Herbal Alcohols

What Are Herbal Alcohols?

Drugs from natural sources are considered natural remedies of highest order, and these drugs contain only the potent extracts from herbs that will help you to reduce or totally remove disease symptoms. Herbal alcohol is an important parameter that serves many useful purposes. Herbal Alcohols can easily dissolve the healing substances that are found in the herb. The alcohol present in the herb can preserve the active components for longer durations and keep the herbal healing compounds in tact with out changing their chemical structure. Herbal alcohols will also help your mucous membranes in absorbing these active medicinal compounds easily, and as efficiently as possible.

Plant alcohols are present in a herb, in minute quantities, and these amounts are so minute that your body can digest and eliminate them in a few minutes after ingestion. Alcohol is also known as ethyl alcohol, which is also called ethanol. Alcohol is also intrinsically present in the herbal cells, though in miniscule quantities. Alcohols can exist in many forms and compounds, and they can also attach themselves to some other vital herbal constituents. Several volatile oils and sterols contain many types of alcohols, some of which are simple alcohols, while other are complex compounds clinging to various other sub components of minor importance.

Forms of Herbal Alcohols 

Other forms of herbal alcohols are secondary wax matter, alcohol combinations and many fatty acids. Herbal alcohols are found in leaves and other greener parts of the herb. Alcohol and water are the best solvents for mixing the herbal drug components. Alcohols in the plant will help you to dissolve the medicinal compounds. Plant alcohols are also natural stabilizers and excellent preservatives. In many cases, herbal alcohols are essential for preparation of drugs from natural sources. Plant alcohols can easily dissolve active constituents of the herb, and they can enhance and help an easy passage of active substances through the mucous layers of the digestive system.

Herbal Alcohols are freely mixable in water and it also dissolves resins volatile oils, waxes, fats, fatty acids and numerous other substances.

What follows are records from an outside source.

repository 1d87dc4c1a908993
/// Axis-aligned box in world units. `x`/`y` is the top-left corner; y grows downward.
#[derive(Debug, Clone, Copy, Default, PartialEq)]
pub struct Aabb {
    pub x: f32,
    pub y: f32,
    pub width: f32,
    pub height: f32,
}

impl Aabb {
    pub const fn new(x: f32, y: f32, width: f32, height: f32) -> Self {
        Self {
            x,
            y,
            width,
            height,
        }
    }

    pub fn right(&self) -> f32 {
        self.x + self.width
    }

    pub fn bottom(&self) -> f32 {
        self.y + self.height
    }

    /// Open-interval overlap: boxes that only share an edge do not overlap.
    pub fn overlaps(&self, other: &Aabb) -> bool {
        self.x < other.right()
            && self.right() > other.x
            && self.y < other.bottom()
            && self.bottom() > other.y
    }

    pub fn origin_distance(&self, other: &Aabb) -> f32 {
        let dx = self.x - other.x;
        let dy = self.y - other.y;
        (dx * dx + dy * dy).sqrt()
    }
}
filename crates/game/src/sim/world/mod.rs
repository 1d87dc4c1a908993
use rand::rngs::StdRng;
use rand::{Rng, SeedableRng};
use tracing::debug;

use super::entities::{Coin, Entity, EntityKind, EntityStore, Mushroom};
use super::geometry::Aabb;

mod generation;

pub use generation::FeatureKind;

pub const TILE_SIZE: f32 = 32.0;
pub const CHUNK_TILES: i32 = 20;
pub const CHUNK_SIZE: f32 = TILE_SIZE * CHUNK_TILES as f32;
pub const GENERATE_AHEAD_DISTANCE: f32 = 800.0;
pub const CLEANUP_DISTANCE: f32 = 1000.0;
pub const GROUND_ROW: i32 = 11;
pub const GROUND_DEPTH_ROWS: i32 = 9;
/// Top edge of the ground strip.
pub const BASELINE_Y: f32 = GROUND_ROW as f32 * TILE_SIZE;

const MUSHROOM_CHANCE: f32 = 0.3;
const POPPED_COIN_INSET: f32 = 4.0;

#[derive(Debug, Clone, Copy, PartialEq, Eq, Hash, PartialOrd, Ord)]
pub struct BlockId(pub u64);

#[derive(Debug, Clone, Copy, PartialEq, Eq, Hash)]
pub enum BlockKind {
    Ground,
    Wall,
    Brick,
    Question,
    Pipe,
}

impl BlockKind {
    /// Walking actors reverse direction against these.
    pub fn turns_walkers(self) -> bool {
        matches!(self, Self::Wall | Self::Pipe | Self::Brick)
    }
}

#[derive(Debug, Clone, Copy, PartialEq)]
pub struct Block {
    pub id: BlockId,
    pub bounds: Aabb,
    pub kind: BlockKind,
    pub hit: bool,
}

/// Tile blocks of the level, the generation cursor and the generator's RNG.
pub struct World {
    blocks: Vec<Block>,
    next_block_id: u64,
    generated_x: f32,
    castle_generated: bool,
    rng: StdRng,
}

impl World {
    pub fn with_seed(seed: u64) -> Self {
        Self::with_rng(StdRng::seed_from_u64(seed))
    }

    pub fn from_entropy() -> Self {
        Self::with_rng(StdRng::from_entropy())
    }

    pub fn with_rng(rng: StdRng) -> Self {
        Self {
            blocks: Vec::new(),
            next_block_id: 0,
            generated_x: 0.0,
            castle_generated: false,
            rng,
        }
    }

    pub fn blocks(&self) -> &[Block] {
        &self.blocks
    }

    pub fn block(&self, id: BlockId) -> Option<&Block> {
        self.blocks.iter().find(|block| block.id == id)
    }

    pub fn generated_x(&self) -> f32 {
        self.generated_x
    }

    pub fn castle_generated(&self) -> bool {
        self.castle_generated
    }

    /// Treats everything left of `x` as already generated, so hand-built
    /// terrain there is never overlaid with procedural chunks.
    pub fn skip_generation_until(&mut self, x: f32) {
        self.generated_x = self.generated_x.max(x);
    }

    pub fn add_block(&mut self, kind: BlockKind, bounds: Aabb) -> BlockId {
        let id = BlockId(self.next_block_id);
        self.next_block_id = self.next_block_id.saturating_add(1);
        self.blocks.push(Block {
            id,
            bounds,
            kind,
            hit: false,
        });
        id
    }

    pub fn add_tile(&mut self, kind: BlockKind, tile_x: i32, tile_y: i32) -> BlockId {
        self.add_block(
            kind,
            Aabb::new(
                tile_x as f32 * TILE_SIZE,
                tile_y as f32 * TILE_SIZE,
                TILE_SIZE,
                TILE_SIZE,
            ),
        )
    }

    /// Blocks overlapping `query`, in insertion order.
    pub fn get_collisions(&self, query: &Aabb) -> Vec<Block> {
        self.blocks
            .iter()
            .filter(|block| block.bounds.overlaps(query))
            .copied()
            .collect()
    }

    /// Turns an unhit question block into ground and queues its reward.
    /// Returns the spawned kind, or `None` when the block is gone, not a
    /// question block, or already spent.
    pub fn hit_question_block(
        &mut self,
        id: BlockId,
        spawns: &mut EntityStore,
    ) -> Option<EntityKind> {
        let block = self.blocks.iter_mut().find(|block| block.id == id)?;
        if block.kind != BlockKind::Question || block.hit {
            return None;
        }
        block.hit = true;
        block.kind = BlockKind::Ground;
        let bounds = block.bounds;

        let roll: f32 = self.rng.gen();
        let spawn_y = bounds.y - TILE_SIZE;
        let spawned = if roll < MUSHROOM_CHANCE {
            spawns.spawn(Entity::Mushroom(Mushroom::sprouting(bounds.x, spawn_y)));
            EntityKind::Mushroom
        } else {
            spawns.spawn(Entity::Coin(Coin::popped(
                bounds.x + POPPED_COIN_INSET,
                spawn_y,
            )));
            EntityKind::Coin
        };
        debug!(block = id.0, spawned = ?spawned, "question_block_hit");
        Some(spawned)
    }

    /// Generates chunks until the cursor is `GENERATE_AHEAD_DISTANCE` past the
    /// player, then retires blocks and entities left `CLEANUP_DISTANCE` behind.
    pub fn generate_ahead(&mut self, player_x: f32, entities: &mut EntityStore) {
        let target_x = player_x + GENERATE_AHEAD_DISTANCE;
        while self.generated_x < target_x {
            self.generate_chunk(self.generated_x, entities);
            self.generated_x += CHUNK_SIZE;
        }

        let cutoff_x = player_x - CLEANUP_DISTANCE;
        let removed_blocks = self.prune_behind(cutoff_x);
        let removed_entities = entities.prune_behind(cutoff_x);
        if removed_blocks > 0 || removed_entities > 0 {
            debug!(cutoff_x, removed_blocks, removed_entities, "world_pruned");
        }
    }

    pub fn prune_behind(&mut self, cutoff_x: f32) -> usize {
        let before = self.blocks.len();
        self.blocks.retain(|block| block.bounds.x > cutoff_x);
        before - self.blocks.len()
    }
}
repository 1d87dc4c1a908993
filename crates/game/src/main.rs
use std::process::ExitCode;

mod app;

fn main() -> ExitCode {
    let wiring = app::build_app();
    app::run(wiring)
}
use super::input::{ActionStates, InputAction};

#[derive(Debug, Clone, Copy, PartialEq, Eq)]
pub enum SceneCommand {
    None,
    HardReset,
}

#[derive(Debug, Clone, Copy, Default)]
pub struct InputSnapshot {
    quit_requested: bool,
    restart_pressed: bool,
    actions: ActionStates,
    window_width: u32,
    window_height: u32,
}

impl InputSnapshot {
    pub fn empty() -> Self {
        Self::default()
    }

    pub(crate) fn new(
        quit_requested: bool,
        restart_pressed: bool,
        actions: ActionStates,
        window_width: u32,
        window_height: u32,
    ) -> Self {
        Self {
            quit_requested,
            restart_pressed,
            actions,
            window_width,
            window_height,
        }
    }

    pub fn quit_requested(&self) -> bool {
        self.quit_requested
    }

    pub fn restart_pressed(&self) -> bool {
        self.restart_pressed
    }

    pub fn is_down(&self, action: InputAction) -> bool {
        self.actions.is_down(action)
    }

    pub fn with_action_down(mut self, action: InputAction, is_down: bool) -> Self {
        self.actions.set(action, is_down);
        self
    }

    pub fn with_restart_pressed(mut self, restart_pressed: bool) -> Self {
        self.restart_pressed = restart_pressed;
        self
    }

    pub fn with_window_size(mut self, window_size: (u32, u32)) -> Self {
        self.window_width = window_size.0;
        self.window_height = window_size.1;
        self
    }

    pub fn window_size(&self) -> (u32, u32) {
        (self.window_width, self.window_height)
    }
}

#[derive(Debug, Clone, Copy, Default, PartialEq)]
pub struct Vec2 {
    pub x: f32,
    pub y: f32,
}

/// Top-left corner of the visible area, in world units (y grows downward).
#[derive(Debug, Clone, Copy, Default, PartialEq)]
pub struct Camera2D {
    pub position: Vec2,
}

pub type Rgba = [u8; 4];

#[derive(Debug, Clone, Copy, PartialEq)]
pub struct DrawRect {
    pub position: Vec2,
    pub size: Vec2,
    pub color: Rgba,
}

const DEFAULT_CLEAR_COLOR: Rgba = [0, 0, 0, 255];

/// Rectangles for one frame, painted in push order over the clear color.
#[derive(Debug, Clone)]
pub struct DrawList {
    clear_color: Rgba,
    rects: Vec<DrawRect>,
}

impl Default for DrawList {
    fn default() -> Self {
        Self {
            clear_color: DEFAULT_CLEAR_COLOR,
            rects: Vec::new(),
        }
    }
}

impl DrawList {
    pub fn set_clear_color(&mut self, color: Rgba) {
        self.clear_color = color;
    }

    pub fn clear_color(&self) -> Rgba {
        self.clear_color
    }

    pub fn push_rect(&mut self, x: f32, y: f32, width: f32, height: f32, color: Rgba) {
        if width <= 0.0 || height <= 0.0 {
            return;
        }
        self.rects.push(DrawRect {
            position: Vec2 { x, y },
            size: Vec2 {
                x: width,
                y: height,
            },
            color,
        });
    }

    pub fn rects(&self) -> &[DrawRect] {
        &self.rects
    }

    pub fn len(&self) -> usize {
        self.rects.len()
    }

    pub fn is_empty(&self) -> bool {
        self.rects.is_empty()
    }

    pub(crate) fn clear(&mut self) {
        self.clear_color = DEFAULT_CLEAR_COLOR;
        self.rects.clear();
    }
}

pub trait Scene {
    fn load(&mut self);
    fn update(&mut self, fixed_dt_seconds: f32, input: &InputSnapshot) -> SceneCommand;
    fn render(&self, draw_list: &mut DrawList);
    fn camera(&self) -> Camera2D {
        Camera2D::default()
    }
    fn unload(&mut self);
    fn debug_title(&self) -> Option<String> {
        None
    }
}

pub(crate) struct SceneHost {
    scene: Box<dyn Scene>,
    draw_list: DrawList,
    is_loaded: bool,
}

impl SceneHost {
    pub(crate) fn new(scene: Box<dyn Scene>) -> Self {
        Self {
            scene,
            draw_list: DrawList::default(),
            is_loaded: false,
        }
    }

    pub(crate) fn load(&mut self) {
        if self.is_loaded {
            return;
        }
        self.scene.load();
        self.is_loaded = true;
    }

    pub(crate) fn update(&mut self, fixed_dt_seconds: f32, input: &InputSnapshot) -> SceneCommand {
        if !self.is_loaded {
            return SceneCommand::None;
        }
        self.scene.update(fixed_dt_seconds, input)
    }

    pub(crate) fn render(&mut self) -> &DrawList {
        self.draw_list.clear();
        if self.is_loaded {
            self.scene.render(&mut self.draw_list);
        }
        &self.draw_list
    }

    pub(crate) fn camera(&self) -> Camera2D {
        self.scene.camera()
    }

    pub(crate) fn debug_title(&self) -> Option<String> {
        self.scene.debug_title()
    }

    pub(crate) fn hard_reset(&mut self) {
        if self.is_loaded {
            self.scene.unload();
        }
        self.draw_list.clear();
        self.scene.load();
        self.is_loaded = true;
    }

    pub(crate) fn shutdown(&mut self) {
        if self.is_loaded {
            self.scene.unload();
            self.draw_list.clear();
            self.is_loaded = false;
        }
    }
}
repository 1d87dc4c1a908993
use crate::app::{Camera2D, Vec2};

#[derive(Debug, Clone, Copy, PartialEq, Eq)]
pub struct Viewport {
    pub width: u32,
    pub height: u32,
}

/// World units map one-to-one onto pixels; the camera marks the top-left
/// corner of the screen.
pub fn world_to_screen(world: Vec2, camera: &Camera2D) -> (i32, i32) {
    let x = world.x - camera.position.x;
    let y = world.y - camera.position.y;
    (x.round() as i32, y.round() as i32)
}
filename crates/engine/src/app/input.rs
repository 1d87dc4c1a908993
#[derive(Debug, Clone, Copy, PartialEq, Eq, Hash)]
pub enum InputAction {
    MoveLeft,
    MoveRight,
    Jump,
    Run,
    Crouch,
    SpinJump,
    Quit,
}

const ACTION_COUNT: usize = 7;

#[derive(Debug, Clone, Copy, Default)]
pub(crate) struct ActionStates {
    down: [bool; ACTION_COUNT],
}

impl ActionStates {
    pub(crate) fn set(&mut self, action: InputAction, is_down: bool) {
        self.down[action.index()] = is_down;
    }

    pub(crate) fn is_down(&self, action: InputAction) -> bool {
        self.down[action.index()]
    }
}

impl InputAction {
    const fn index(self) -> usize {
        match self {
            InputAction::MoveLeft => 0,
            InputAction::MoveRight => 1,
            InputAction::Jump => 2,
            InputAction::Run => 3,
            InputAction::Crouch => 4,
            InputAction::SpinJump => 5,
            InputAction::Quit => 6,
        }
    }
}
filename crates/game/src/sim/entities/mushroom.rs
use super::{apply_entity_gravity, landing_block, walk_and_bounce, Behavior, EntityKind};
use crate::sim::events::{EventSink, GameEvent};
use crate::sim::geometry::Aabb;
use crate::sim::player::Player;
use crate::sim::world::World;

pub const MUSHROOM_WIDTH: f32 = 24.0;
pub const MUSHROOM_HEIGHT: f32 = 32.0;
const MUSHROOM_SPEED: f32 = 2.0;
const MUSHROOM_SPROUT_VELOCITY: f32 = -4.0;

#[derive(Debug, Clone, PartialEq)]
pub struct Mushroom {
    bounds: Aabb,
    vx: f32,
    vy: f32,
    collected: bool,
}

impl Mushroom {
    pub fn new(x: f32, y: f32) -> Self {
        Self {
            bounds: Aabb::new(x, y, MUSHROOM_WIDTH, MUSHROOM_HEIGHT),
            vx: MUSHROOM_SPEED,
            vy: 0.0,
            collected: false,
        }
    }

    /// Mushroom pushed out of a question block with a small upward hop.
    pub fn sprouting(x: f32, y: f32) -> Self {
        Self {
            vy: MUSHROOM_SPROUT_VELOCITY,
            ..Self::new(x, y)
        }
    }

    pub fn vx(&self) -> f32 {
        self.vx
    }

    pub fn vy(&self) -> f32 {
        self.vy
    }
}

impl Behavior for Mushroom {
    fn kind(&self) -> EntityKind {
        EntityKind::Mushroom
    }

    fn bounds(&self) -> Aabb {
        self.bounds
    }

    fn update(&mut self, world: &World) {
        if self.collected {
            return;
        }

        apply_entity_gravity(&mut self.vy);
        walk_and_bounce(&mut self.bounds, &mut self.vx, world);

        self.bounds.y += self.vy;
        if let Some(block) = landing_block(&self.bounds, self.vy, world) {
            self.bounds.y = block.bounds.y - self.bounds.height;
            self.vy = 0.0;
        }
    }

    fn check_collision(&self, rect: &Aabb) -> bool {
        !self.collected && self.bounds.overlaps(rect)
    }

    fn on_player_contact(&mut self, player: &mut Player, events: &mut dyn EventSink) {
        if self.collected {
            return;
        }
        self.collected = true;
        player.power_up();
        events.emit(GameEvent::PowerUp);
    }

    fn should_remove(&self) -> bool {
        self.collected
    }
}
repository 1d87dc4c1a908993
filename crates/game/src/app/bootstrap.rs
use std::path::PathBuf;

use engine::{resolve_app_paths, LoopConfig, Scene};
use platformer::config::{load_sim_config, SimConfig, CONFIG_FILE_NAME};
use tracing::{info, warn};
use tracing_subscriber::EnvFilter;

use super::scene::PlatformerScene;

pub(crate) struct AppWiring {
    pub(crate) config: LoopConfig,
    pub(crate) scene: Box<dyn Scene>,
}

pub(crate) fn build_app() -> AppWiring {
    init_tracing();
    info!("=== Scroller Startup ===");

    let sim_config = resolve_sim_config();
    let config = LoopConfig {
        window_title: "Scroller".to_string(),
        window_width: sim_config.viewport_width.round() as u32,
        window_height: sim_config.viewport_height.round() as u32,
        ..LoopConfig::default()
    };

    AppWiring {
        config,
        scene: Box::new(PlatformerScene::new(sim_config)),
    }
}

fn init_tracing() {
    let filter = EnvFilter::try_from_default_env().unwrap_or_else(|_| EnvFilter::new("info"));
    tracing_subscriber::fmt()
        .with_env_filter(filter)
        .with_target(false)
        .with_thread_names(true)
        .compact()
        .init();
}

fn config_path() -> Option<PathBuf> {
    match resolve_app_paths() {
        Ok(paths) => {
            info!(
                root = %paths.root.display(),
                config_dir = %paths.config_dir.display(),
                "startup"
            );
            Some(paths.config_dir.join(CONFIG_FILE_NAME))
        }
        Err(error) => {
            warn!(error = %error, "project_root_unresolved; using default sim config");
            None
        }
    }
}

/// A broken config file or seed override is reported and replaced by the
/// defaults; it never stops the game from starting.
fn resolve_sim_config() -> SimConfig {
    let loaded = match config_path() {
        Some(path) => load_sim_config(&path),
        None => Ok(SimConfig::default()),
    };
    let config = loaded.and_then(SimConfig::with_env_overrides);
    match config {
        Ok(config) => {
            info!(
                seed = ?config.seed,
                level_complete_x = config.level_complete_x,
                "sim_config_loaded"
            );
            config
        }
        Err(error) => {
            warn!(error = %error, "sim_config_invalid; using defaults");
            SimConfig::default()
        }
    }
}
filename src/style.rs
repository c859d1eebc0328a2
//! Absolute-positioning output for a computed placement.

use core::fmt;

use crate::geometry::Pos;
use crate::placement::{PlacementError, PlacementRequest};

/// Absolute positioning for a placed element, in linear units.
#[derive(Copy, Clone, Debug, Default, PartialEq)]
pub struct AbsoluteStyle {
    /// Offset from the container's left edge.
    pub left: f64,
    /// Offset from the container's top edge.
    pub top: f64,
    /// Rendered width.
    pub width: f64,
    /// Rendered height.
    pub height: f64,
}

impl From<Pos> for AbsoluteStyle {
    fn from(pos: Pos) -> Self {
        Self {
            left: pos.x,
            top: pos.y,
            width: pos.width,
            height: pos.height,
        }
    }
}

/// Renders CSS declarations:
/// `position: absolute; left: 10px; top: 0px; width: 80px; height: 40px;`
impl fmt::Display for AbsoluteStyle {
    fn fmt(&self, f: &mut fmt::Formatter<'_>) -> fmt::Result {
        write!(
            f,
            "position: absolute; left: {}px; top: {}px; width: {}px; height: {}px;",
            self.left, self.top, self.width, self.height
        )
    }
}

/// Something that can take absolute positioning, e.g. a rendered element.
pub trait StyleTarget {
    /// Write position and size into the target.
    fn apply_style(&mut self, style: &AbsoluteStyle);
}

impl StyleTarget for AbsoluteStyle {
    fn apply_style(&mut self, style: &AbsoluteStyle) {
        *self = *style;
    }
}

/// Compute `request` and write the result into `target`.
///
/// On error the target is left untouched.
pub fn apply_position<T: StyleTarget + ?Sized>(
    request: &PlacementRequest<'_>,
    target: &mut T,
) -> Result<Pos, PlacementError> {
    let pos = request.compute()?;
    target.apply_style(&AbsoluteStyle::from(pos));
    Ok(pos)
}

Though alcohols by themselves do not possess medicinal properties, they can supplement numerous other herbal chemical compounds with their own unique properties. For example, plant alcohol can coexist as a compound called geraniol (in rose Otto) and also as menthol in peppermint oil.

Effects of Herbal Alcohol 

Syrups and tonics of herbal nature are rich in plant alcohols like simple ethanol and more complex tonics are combined with alcohols of higher chains. An alcohol in a herb provides a sedative effect when prescribed in large quantities. It is not surprising to see that each and every herbal tonic and syrup is intoxicating in nature, due to their alcoholic contents; however, the overall alcoholic strength is supplemented by artificially induced dietary ethanol by the drug manufacturer.

Herbal Alcohols are the nature’s basic compounds that make a vital parameter for leading life. Without herbal alcohol, a plant simply can’t survive the onslaught of difficult element of nature. Cell respiration and metabolic activities are complimented by those minute alcohol contents that are trapped in a cell or a tissue.